The Coutinhos were always a hardworking people. Antonio Sebastiano Coutinho, Dr. Coutinho’s maternal grandfather, arrived in Uganda around 1910 from Portuguese colonised Goa in India, in pursuit of his elder brother Vito, who had travelled to Uganda and started a business in Fort Portal.

“His parents sent him to find his brother and take him home,” says Martha Carmelina, Dr Coutinho’s mother and one of Antonio’s daughters. Instead, the two joined in business and forgot about returning to Goa.

The two brothers got a misunderstanding and separated. Antonio went to Bundibugyo near the Congo border where he started trading in various commodities before reuniting with his brother. Here, he also met and married Theresa Byaitaka — a Mubiito princess who was the mother of his eight children, including Dr. Coutinho’s mother.

Antonio moved to Kasenyi near Lake Albert where he started a successful business selling smoked fish, beef and other foodstuffs.

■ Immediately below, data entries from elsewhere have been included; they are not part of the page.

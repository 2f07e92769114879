use std::fs::{self, File};
use std::io::{BufReader, BufWriter, Write};
use std::path::{Path, PathBuf};

use log::{info, warn};

use crate::config::SubsetConfig;
use crate::coordinate::BoundingBox;
use crate::errors::{SubsetError, SubsetResult};
use crate::input::{load_scan, CoordinateCache};
use crate::interchange::{read_stream, write_stream, Header};
use crate::swath::{SubsetPipeline, SubsetRecord};
use crate::utils::progress::ProgressTracker;
use crate::utils::summary_utils::summarize_values;

/// Variable name used when no scan names one
const DEFAULT_VARIABLE: &str = "value";

/// Outcome of subsetting a list of scan files
#[derive(Debug, Clone)]
pub struct SubsetRun {
    /// Records in emission order
    pub records: Vec<SubsetRecord>,
    /// Name of the measured variable
    pub variable: String,
    /// Units of the measured variable
    pub units: String,
    /// Subset rectangle
    pub bounds: BoundingBox,
    /// Scans processed successfully
    pub processed: usize,
    /// Scans skipped
    pub skipped: usize,
}

/// Main interface to the SwathKit library
pub struct SwathKit {
    config: SubsetConfig,
    progress: bool,
}

impl SwathKit {
    /// Create a new SwathKit instance
    pub fn new(config: SubsetConfig) -> Self {
        SwathKit {
            config,
            progress: false,
        }
    }

    /// Show a progress bar on stderr while subsetting
    pub fn with_progress(mut self, progress: bool) -> Self {
        self.progress = progress;
        self
    }

    pub fn config(&self) -> &SubsetConfig {
        &self.config
    }

    /// Subset scan files, given in ascending time order
    ///
    /// A file that cannot be read, or whose scan is rejected, is skipped.
    /// The run fails only when no scan was processed.
    pub fn subset_files(&self, paths: &[PathBuf]) -> SubsetResult<SubsetRun> {
        let options = self.config.options();
        let mut pipeline = SubsetPipeline::new(options);
        let mut cache = CoordinateCache::new();
        let mut variable: Option<(String, String)> = None;

        let progress = if self.progress {
            ProgressTracker::new(paths.len() as u64, "Subsetting scans")
        } else {
            ProgressTracker::hidden()
        };

        for path in paths {
            match load_scan(path, &mut cache, &options.validity.range) {
                Ok((header, scan)) => {
                    if let Some((name, _)) = &variable {
                        if *name != header.variable {
                            warn!("{} holds '{}', not '{}'", path.display(), header.variable, name);
                        }
                    } else {
                        variable = Some((header.variable, header.units));
                    }
                    pipeline.push(&scan)?;
                }
                Err(e) => pipeline.skip(&e),
            }
            progress.increment(1);
        }
        progress.finish();

        let output = pipeline.finish()?;
        info!(
            "Subset {} scans ({} skipped) into {} records using {} coordinate grids",
            output.processed,
            output.skipped,
            output.records.len(),
            cache.len()
        );

        let (variable, units) =
            variable.unwrap_or_else(|| (DEFAULT_VARIABLE.to_string(), "-".to_string()));
        Ok(SubsetRun {
            records: output.records,
            variable,
            units,
            bounds: options.bounds,
            processed: output.processed,
            skipped: output.skipped,
        })
    }

    /// Header describing a run's stream
    pub fn header(&self, run: &SubsetRun) -> Header {
        Header::for_records(
            &self.config.description,
            &run.variable,
            &run.units,
            self.config.options().layout(),
            run.bounds,
            &run.records,
            self.config.timesteps,
        )
    }

    /// Write a run as an interchange stream
    pub fn write_stream<W: Write>(&self, run: &SubsetRun, writer: W) -> SubsetResult<W> {
        write_stream(writer, &self.header(run), &run.records)
    }

    /// Write a run to `path`
    ///
    /// The stream goes to a temporary sibling first, which is renamed into
    /// place only once it was written completely.
    pub fn write_file(&self, run: &SubsetRun, path: &Path) -> SubsetResult<()> {
        let temporary = temporary_sibling(path)?;
        info!("Writing stream to {}", path.display());

        let result = File::create(&temporary)
            .map_err(SubsetError::from)
            .and_then(|file| self.write_stream(run, BufWriter::with_capacity(1024 * 1024, file)))
            .and_then(|writer| writer.into_inner().map_err(|e| SubsetError::from(e.into_error())))
            .and_then(|file| file.sync_all().map_err(SubsetError::from));

        match result {
            Ok(()) => {
                fs::rename(&temporary, path)?;
                Ok(())
            }
            Err(e) => {
                let _ = fs::remove_file(&temporary);
                Err(e)
            }
        }
    }

    /// Read a stream file back
    pub fn read_file(path: &Path) -> SubsetResult<(Header, Vec<SubsetRecord>)> {
        let file = File::open(path)?;
        read_stream(BufReader::with_capacity(1024 * 1024, file))
    }

    /// Describe a stream file
    ///
    /// # Returns
    /// String containing the header fields, one line per record and
    /// statistics of the measured values
    pub fn inspect(path: &Path) -> SubsetResult<String> {
        let (header, records) = Self::read_file(path)?;
        let [min_lon, min_lat, max_lon, max_lat] = header.domain.to_array();

        let mut result = format!("Stream: {}\n", path.display());
        result.push_str(&format!("  Description: {}\n", header.description));
        result.push_str(&format!("  Created: {}\n", header.created));
        result.push_str(&format!("  Variables: {}\n", header.names.join(" ")));
        result.push_str(&format!("  Units: {}\n", header.units.join(" ")));
        result.push_str(&format!(
            "  Domain: {} {} {} {}\n",
            min_lon, min_lat, max_lon, max_lat
        ));
        result.push_str(&format!("  Timesteps: {}\n", header.timesteps));
        result.push_str(&format!("  Records: {}\n", records.len()));

        for (index, record) in records.iter().enumerate() {
            result.push_str(&format!(
                "  #{} {} ({}): {} points\n",
                index,
                record.timestamp(),
                record.timestamp().to_iso8601(),
                record.points()
            ));
        }

        match summarize_values(&records) {
            Some(summary) => result.push_str(&format!(
                "  Values: min {} max {} mean {} over {} points\n",
                summary.minimum, summary.maximum, summary.mean, summary.count
            )),
            None => result.push_str("  Values: none\n"),
        }

        Ok(result)
    }
}

/// Hidden file next to `path` used while writing it
fn temporary_sibling(path: &Path) -> SubsetResult<PathBuf> {
    let name = path
        .file_name()
        .ok_or_else(|| SubsetError::GenericError(format!("{} names no file", path.display())))?;
    Ok(path.with_file_name(format!(".{}.partial", name.to_string_lossy())))
}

“He supplied companies with bundles of dried meat, fish and maize; and was able to build a house for his family and educate all eight of us,” said Carmelina.

All Coutinho’s children grew up into responsible citizens and have produced notable children — doctors, like Alex, Godfrey and Sheila Coutinho, nurses like Sara and Margaret Kigundu, engineers like Emmanuel and social workers like Felistas, among others.

Today, Carmelina leads a quiet life in a decent home set up by her children in Njeru near Jinja. Confined to a wheelchair, the ageing mother glowingly decribed her son: “He has always been very clever.”

Away from hospital wards, Dr. Coutinho is a proud father of three children — Neil, Jeremy and Karen. He is the champion of the Hima Cement Golf Captain’s Prize. He speaks Luganda, Lusoga, Runyakitara and English.

His wife, Sheila, is involved in social work while their daughter uses drama to raise awareness on HIV/AIDS. Sometimes, it looks like life for this man has just begun.